Conoscere di cosa è fatta la materia umana, si sta rilevando, per il prossimo futuro, sempre più necessario, senza criticarla né giudicarla, ci accorgeremmo, se potessimo misurare la felicità, che le persone che riteniamo a priori felici e soddisfatte, perché hanno un buon lavoro o conducono una vita di successo, non è detto che siano più felici! Ovviamente la domanda è provocatoria, forse, però, può fornire degli spunti di riflessione.
Perché siamo arrivati al punto di non poter più fare progetti, di sognare, di avere paura di amare? Siamo persi in una giungla di cemento, esiliati da noi stessi, dalla nostra intimità e sensibilità, non guardiamo più chi siamo, tesi a confermare di essere ogni giorno all’altezza di essere umani. Abbiamo perso la capacità di guardare un tramonto, di piangere di fronte ad un fiore o al volo di un gabbiano.
Si dice che la civiltà sia il dominio dell’uomo sulla Natura ma quanto siamo più sottomessi ora all’universo di quanto lo eravamo prima, quando ci alleavamo con Essa al ritmo delle sue stagioni!
Rivendichiamo la nostra libertà e la strilliamo negli stadi e nei concerti, in un mondo fatto di segnaletiche stradali, di programmi televisivi che ci impongono uno standard di cammino a cui equiparare il nostro. “Reclamiamo la nostra libertà” scriveva Sartre “senza avere la più pallida idea di cosa comporti”.
Le reti d’inclusione sociale, come quelle messe in piedi dalla Comunità per la quale lavoravo, durante e nel post-pandemia si sono rivelate dei grandi antidoti all’emarginazione e alla solitudine. Le Comunità fanno delle relazioni umane il loro bene insostituibile.

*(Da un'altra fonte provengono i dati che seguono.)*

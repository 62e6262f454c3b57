//! Player session over one generated puzzle.
//!
//! A [`PuzzleSession`] owns a frozen [`Grid`] (the answer key), the tents the
//! player has placed so far and a count of rejected placements. Clicks are
//! judged with the same rules the validator enforces, and a placement is only
//! accepted if it is part of the answer key.
use crate::config::PuzzleConfig;
use crate::engine::{touches_any, Coord, Grid};
use crate::error::GenerationError;
use crate::generator::generate_grid;
use rand::rngs::SmallRng;
use rand::{Rng, SeedableRng};
use std::collections::BTreeSet;
use std::fmt;
use tracing::{error, info, warn};

/// Result of a single click. Every click yields exactly one of these.
#[derive(Clone, Copy, Debug, PartialEq, Eq, Hash)]
pub enum ClickOutcome {
    /// The coordinate is off the grid. Nothing changes.
    Invalid,
    /// The coordinate held a player tent, which was taken away.
    Removed,
    /// The coordinate is a tree.
    TreeCollision,
    /// The coordinate has no tree above, below, left or right of it.
    NoAdjacentTree,
    /// The coordinate touches a tent the player already placed.
    TentAdjacent,
    /// The placement breaks no rule but is not part of the answer key.
    WrongPosition,
    /// The tent was placed.
    Placed,
    /// The tent was placed and the player's tents now equal the answer key.
    Victory,
    /// The placement was rejected and the error limit has been reached.
    Reset,
}

impl ClickOutcome {
    /// Stable lowercase code for the outcome.
    ///
    /// # Examples
    /// ```
    /// use tents_puzzle::session::ClickOutcome;
    /// assert_eq!(ClickOutcome::TreeCollision.code(), "tree_collision");
    /// assert_eq!(ClickOutcome::Victory.to_string(), "victory");
    /// ```
    pub fn code(&self) -> &'static str {
        match self {
            ClickOutcome::Invalid => "invalid",
            ClickOutcome::Removed => "removed",
            ClickOutcome::TreeCollision => "tree_collision",
            ClickOutcome::NoAdjacentTree => "no_adjacent_tree",
            ClickOutcome::TentAdjacent => "tent_adjacent",
            ClickOutcome::WrongPosition => "wrong_position",
            ClickOutcome::Placed => "placed",
            ClickOutcome::Victory => "victory",
            ClickOutcome::Reset => "reset",
        }
    }

    /// Returns `true` for outcomes that counted as a player error.
    pub fn is_error(&self) -> bool {
        matches!(
            self,
            ClickOutcome::TreeCollision
                | ClickOutcome::NoAdjacentTree
                | ClickOutcome::TentAdjacent
                | ClickOutcome::WrongPosition
                | ClickOutcome::Reset
        )
    }
}

impl fmt::Display for ClickOutcome {
    fn fmt(&self, f: &mut fmt::Formatter<'_>) -> fmt::Result {
        f.write_str(self.code())
    }
}

/// Manages the state of one puzzle being played.
///
/// The session is driven through `&mut self`; hosts that share it between
/// threads must serialise access themselves.
///
/// # Examples
/// ```
/// use tents_puzzle::config::PuzzleConfig;
/// use tents_puzzle::session::{ClickOutcome, PuzzleSession};
///
/// let config = PuzzleConfig::default().with_max_attempts(1000);
/// let mut session = PuzzleSession::from_seed(config, 7).unwrap();
///
/// let tent = *session.solution().iter().next().unwrap();
/// assert_eq!(session.process_click(tent), ClickOutcome::Placed);
/// assert_eq!(session.process_click(tent), ClickOutcome::Removed);
/// assert_eq!(session.process_click((99, 0)), ClickOutcome::Invalid);
/// ```
#[derive(Clone, Debug)]
pub struct PuzzleSession<R = SmallRng> {
    config: PuzzleConfig,
    rng: R,
    grid: Grid,
    user_tents: BTreeSet<Coord>,
    error_count: u32,
}

impl PuzzleSession<SmallRng> {
    /// Creates a session whose generation randomness is seeded with `seed`.
    pub fn from_seed(config: PuzzleConfig, seed: u64) -> Result<Self, GenerationError> {
        PuzzleSession::new(config, SmallRng::seed_from_u64(seed))
    }
}

impl<R: Rng> PuzzleSession<R> {
    /// Generates a puzzle and starts a session on it.
    ///
    /// # Errors
    /// Returns the [`GenerationError`] if no valid grid could be generated.
    pub fn new(config: PuzzleConfig, mut rng: R) -> Result<Self, GenerationError> {
        let grid = generate_grid(&config, &mut rng)?;
        Ok(PuzzleSession::with_grid(config, grid, rng))
    }

    /// Starts a session on an existing grid.
    ///
    /// The grid is trusted as the answer key; `rng` is only used by [`Self::reset`].
    pub fn with_grid(config: PuzzleConfig, grid: Grid, rng: R) -> Self {
        PuzzleSession {
            config,
            rng,
            grid,
            user_tents: BTreeSet::new(),
            error_count: 0,
        }
    }

    pub fn config(&self) -> &PuzzleConfig {
        &self.config
    }

    pub fn grid(&self) -> &Grid {
        &self.grid
    }

    pub fn trees(&self) -> &BTreeSet<Coord> {
        self.grid.trees()
    }

    pub fn row_quotas(&self) -> &[usize] {
        self.grid.row_quotas()
    }

    pub fn col_quotas(&self) -> &[usize] {
        self.grid.col_quotas()
    }

    /// The answer key.
    pub fn solution(&self) -> &BTreeSet<Coord> {
        self.grid.tents()
    }

    pub fn user_tents(&self) -> &BTreeSet<Coord> {
        &self.user_tents
    }

    pub fn error_count(&self) -> u32 {
        self.error_count
    }

    /// Errors left before clicks start reporting [`ClickOutcome::Reset`].
    pub fn remaining_errors(&self) -> u32 {
        self.config.max_errors.saturating_sub(self.error_count)
    }

    /// Returns `true` if the player's tents equal the answer key.
    pub fn is_solved(&self) -> bool {
        self.user_tents == *self.grid.tents()
    }

    /// Returns an answer-key tent the player has not placed yet, if any.
    pub fn hint(&self) -> Option<Coord> {
        self.grid.tents().difference(&self.user_tents).next().copied()
    }

    // The rule a new tent at `coord` would break, if any.
    fn rejection(&self, coord: Coord) -> Option<ClickOutcome> {
        if self.grid.is_tree(coord) {
            Some(ClickOutcome::TreeCollision)
        } else if !self.grid.has_adjacent_tree(coord) {
            Some(ClickOutcome::NoAdjacentTree)
        } else if touches_any(coord, &self.user_tents) {
            Some(ClickOutcome::TentAdjacent)
        } else if !self.grid.tents().contains(&coord) {
            Some(ClickOutcome::WrongPosition)
        } else {
            None
        }
    }

    /// Processes a click on `coord` and reports what happened.
    ///
    /// Clicking a placed tent removes it. Anything else is an attempt to place
    /// a tent, which is rejected if it sits on a tree, has no edge-sharing
    /// tree, touches another player tent or is not in the answer key. Each
    /// rejection counts one error; once the count reaches
    /// `config.max_errors` rejections report [`ClickOutcome::Reset`]. The
    /// session does not reset itself; call [`Self::reset`].
    pub fn process_click(&mut self, coord: Coord) -> ClickOutcome {
        if !self.grid.contains(coord) {
            warn!(?coord, outcome = "invalid", "Invalid coordinate");
            return ClickOutcome::Invalid;
        }

        if self.user_tents.remove(&coord) {
            info!(?coord, outcome = "removed", "Removed tent");
            return ClickOutcome::Removed;
        }

        match self.rejection(coord) {
            None => {
                self.user_tents.insert(coord);
                if self.is_solved() {
                    info!(?coord, outcome = "success", "Puzzle solved");
                    ClickOutcome::Victory
                } else {
                    info!(?coord, outcome = "placed", "Placed tent");
                    ClickOutcome::Placed
                }
            }
            Some(rejection) => {
                self.error_count += 1;
                warn!(
                    ?coord,
                    outcome = rejection.code(),
                    errors = self.error_count,
                    "Rejected placement"
                );
                if self.error_count >= self.config.max_errors {
                    error!(
                        errors = self.error_count,
                        critical = true,
                        "Error limit reached, reset required"
                    );
                    ClickOutcome::Reset
                } else {
                    rejection
                }
            }
        }
    }

    /// Replaces the puzzle with a freshly generated one and clears the
    /// player's tents and error count.
    ///
    /// # Errors
    /// Returns the [`GenerationError`] if no valid grid could be generated.
    /// The session is left unchanged in that case.
    pub fn reset(&mut self) -> Result<(), GenerationError> {
        let grid = generate_grid(&self.config, &mut self.rng)?;
        self.grid = grid;
        self.user_tents.clear();
        self.error_count = 0;
        info!("Game reset");
        Ok(())
    }
}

Durante la pandemia allora chi lavora con la sofferenza, il disagio è dovuto cambiare, per stare al passo con i tempi ma senza mai aver paura di pronunciare la parola “dolore”, che nelle altre sfere della società resta un tabù. Reggere il cambiamento significa poggiare il proprio lavoro sul valore umano delle persone e riflette in ogni proprio rapporto lo spirito umano che ci contraddistingue, di cui questo mondo ha un gran bisogno, ha bisogno di più Umanità.